原标题:美学者:冷战外交为中美竞争提供教训

参考消息网4月2日报道 彭博新闻社网站4月1日发表美国约翰斯·霍普金斯大学亨利·基辛格杰出教授哈尔·布兰兹的文章,题为《冷战给美中外交提供的教训》。文章认为,冷战的历史表明,如果美国把谈判当作竞争的手段,而不是竞争的替代品,外交的作用仍然举足轻重。全文摘编如下:

1948年,哈里·杜鲁门总统的外交官们向约瑟夫·斯大林的代表们提议,针对导致美苏分歧的诸多问题进行讨论。苏联领导人仅以“哈哈”回复,随后开始了40年的冷战。

冷战的历史表明,如果美国官员把谈判当作竞争的手段,而不是竞争的替代品,外交的作用仍然举足轻重。

即使在斯大林断然拒绝后,外交仍然是冷战不可或缺的部分。历届美国总统都至少与苏联领导人会晤过一次。超级大国谈判军控条约、调和前线国家,甚至在不扩散核武器和消灭天花问题上开展合作。非正式会谈推动结束朝鲜战争、缓解危机并控制紧张局势。在冷战末期,罗纳德·里根和乔治·布什与米哈伊尔·戈尔巴乔夫开展了持续而卓有成效的外交活动。这段竞争中的谈判历史提供了若干重要教训。

首先,外交最有用时,也是最艰难的时刻。

理论上,施加外交限制的最佳时机是对立开始加剧的时候,以免对立发展到危险的边缘。实际上,竞争初期通常是对实力的考验。随着对立的双方试探对手的决心和实力,双方都试图扩大自己的势力范围,争取占据优势。

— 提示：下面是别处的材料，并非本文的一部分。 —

use crate::account::Role;

#[derive(Debug, thiserror::Error)]
pub enum AccountError {
    #[error("authentication required")]
    Unauthenticated,
    #[error("role {role} is not permitted for this operation")]
    Forbidden { role: Role },
    #[error("invalid update: {0}")]
    InvalidUpdate(String),
    #[error("invalid credentials")]
    InvalidCredentials,
    #[error("invalid input: {0}")]
    InvalidInput(String),
    #[error("already exists: {0}")]
    AlreadyExists(String),
    #[error("account not found")]
    NotFound,

    #[error("failed to read account: {0}")]
    ReadFailed(#[source] Box<AccountError>),
    #[error("failed to update account: {0}")]
    UpdateFailed(#[source] Box<AccountError>),

    #[error("failed to create storage directory: {0}")]
    StorageDirCreation(std::io::Error),
    #[error("failed to write account file: {0}")]
    FileWrite(std::io::Error),
    #[error("failed to read account file: {0}")]
    FileRead(std::io::Error),
    #[error("failed to delete account directory: {0}")]
    FileDelete(std::io::Error),
    #[error("failed to serialize account: {0}")]
    Serialization(serde_json::Error),
    #[error("failed to deserialize account: {0}")]
    Deserialization(serde_json::Error),
    #[error("account store lock poisoned")]
    StorePoisoned,

    #[error("stored password hash is malformed")]
    MalformedPasswordHash,
    #[error("cryptographic primitive failed: {0}")]
    Crypto(String),

    #[error("identifier error: {0}")]
    Uuid(#[from] telehealth_uuid::UuidError),
}

impl AccountError {
    /// Wraps a storage error raised while reading.
    ///
    /// Domain errors pass through unchanged so callers can still match on them.
    pub(crate) fn read_failed(self) -> Self {
        if self.is_storage() && !self.is_wrapped() {
            AccountError::ReadFailed(Box::new(self))
        } else {
            self
        }
    }

    /// Wraps a storage error raised while persisting a mutation.
    pub(crate) fn update_failed(self) -> Self {
        if self.is_storage() && !self.is_wrapped() {
            AccountError::UpdateFailed(Box::new(self))
        } else {
            self
        }
    }

    fn is_wrapped(&self) -> bool {
        matches!(
            self,
            AccountError::ReadFailed(_) | AccountError::UpdateFailed(_)
        )
    }

    /// True for failures of the underlying store rather than of the request.
    pub fn is_storage(&self) -> bool {
        matches!(
            self,
            AccountError::StorageDirCreation(_)
                | AccountError::FileWrite(_)
                | AccountError::FileRead(_)
                | AccountError::FileDelete(_)
                | AccountError::Serialization(_)
                | AccountError::Deserialization(_)
                | AccountError::StorePoisoned
                | AccountError::ReadFailed(_)
                | AccountError::UpdateFailed(_)
        )
    }
}

pub type AccountResult<T> = std::result::Result<T, AccountError>;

因此,20世纪70年代,只有在数次近乎灾难的碰撞——尤其是1962年的古巴导弹危机——令超级大国窥见不受约束的竞争可能导致核地狱的结果之后,冷战才得到缓和。今天,发生在阿拉斯加失去耐心的言语争执,在西太平洋频频发生的动作与反制措施,都暗示着在航行规则制定之前,双方在台湾海峡或南海的紧张局势降级之前,我们可能再次面临一段可怕的危险时期。

其次,当外交发出错误的信号时,可能适得其反。

德怀特·艾森豪威尔和约翰·肯尼迪曾在不同场合努力说服尼基塔·赫鲁晓夫,让他相信美国决心避免核战争,并找到和平的基础。可是,赫鲁晓夫听到的却是西方害怕对抗,这反而鼓励苏联人逼得更紧。结果就是一段濒临核战的时期,加速了二战后最大危机的降临,先是在柏林,之后是古巴。

第三,“以实力求和平”并非陈词滥调。

美国曾表现得很成功,它首先巩固自己的地缘政治地位,顺势以有利的条件进行谈判。斯大林只是在华盛顿1951年稳定了战场局势后,才同意举行最终结束朝鲜战争的谈判。20世纪80年代,通过率先在西欧部署数以百计的中程导弹,里根才能达成史上最具深远意义的核裁军协议——《中程导弹条约》。成功谈判的关键是向对方表明:如果不达成协议,情况将恶化。

最后,外交不能替代竞争,而是能够更有效竞争的手段。

直到20世纪90年代苏联解体,谈判一直无法跨越引发冷战的地缘政治和意识形态分歧。可是,外交努力降低了对立造成的金融代价和军事危险。这可以让美国公众和美国的盟友相信华盛顿诚心诚意寻求和平,这样才更有可能让他们继续支持发动冷战所需的投资,帮助需要克服的困难。外交努力还能让美国在智尽能索时紧急喊停。

这就是20世纪70年代美国总统奉行的缓和政策的优点。缓和政策从未改变冷战,但它为华盛顿在越战失败后争取到短暂的喘息时间。1979年苏联入侵阿富汗导致缓和政策最终失败,这让美国和欧洲公众在20世纪80年代重拾遏制政策。

这段历史对美国今天的战略具有重要影响。如果预测近期会出现一段危险时期——假如美国同中国僵持不下,那么美国最终会出现的清醒能够带来更具建设性的外交。在此期间,追逐战略调整或重大交易不会有收获;最好聚焦在涉猎面小但重要的领域上,比如气候变化,这方面的交易合作也许还有可能。通过巩固联盟并投资地缘经济和技术竞争手段,美国能够创造未来可产生外交红利的实力地位。

最重要的是,外交应被视为一种竞争手段——管控重要的外交和政治联盟的途径,确保对立的成本与风险可控,让美国坚持的根本性竞争战略可以长期有效。

在阿拉斯加的冷言冷语不意味着中美外交努力的终结。但它提醒我们必须认识到,与美中关系的其他方面一样,外交残酷而现实。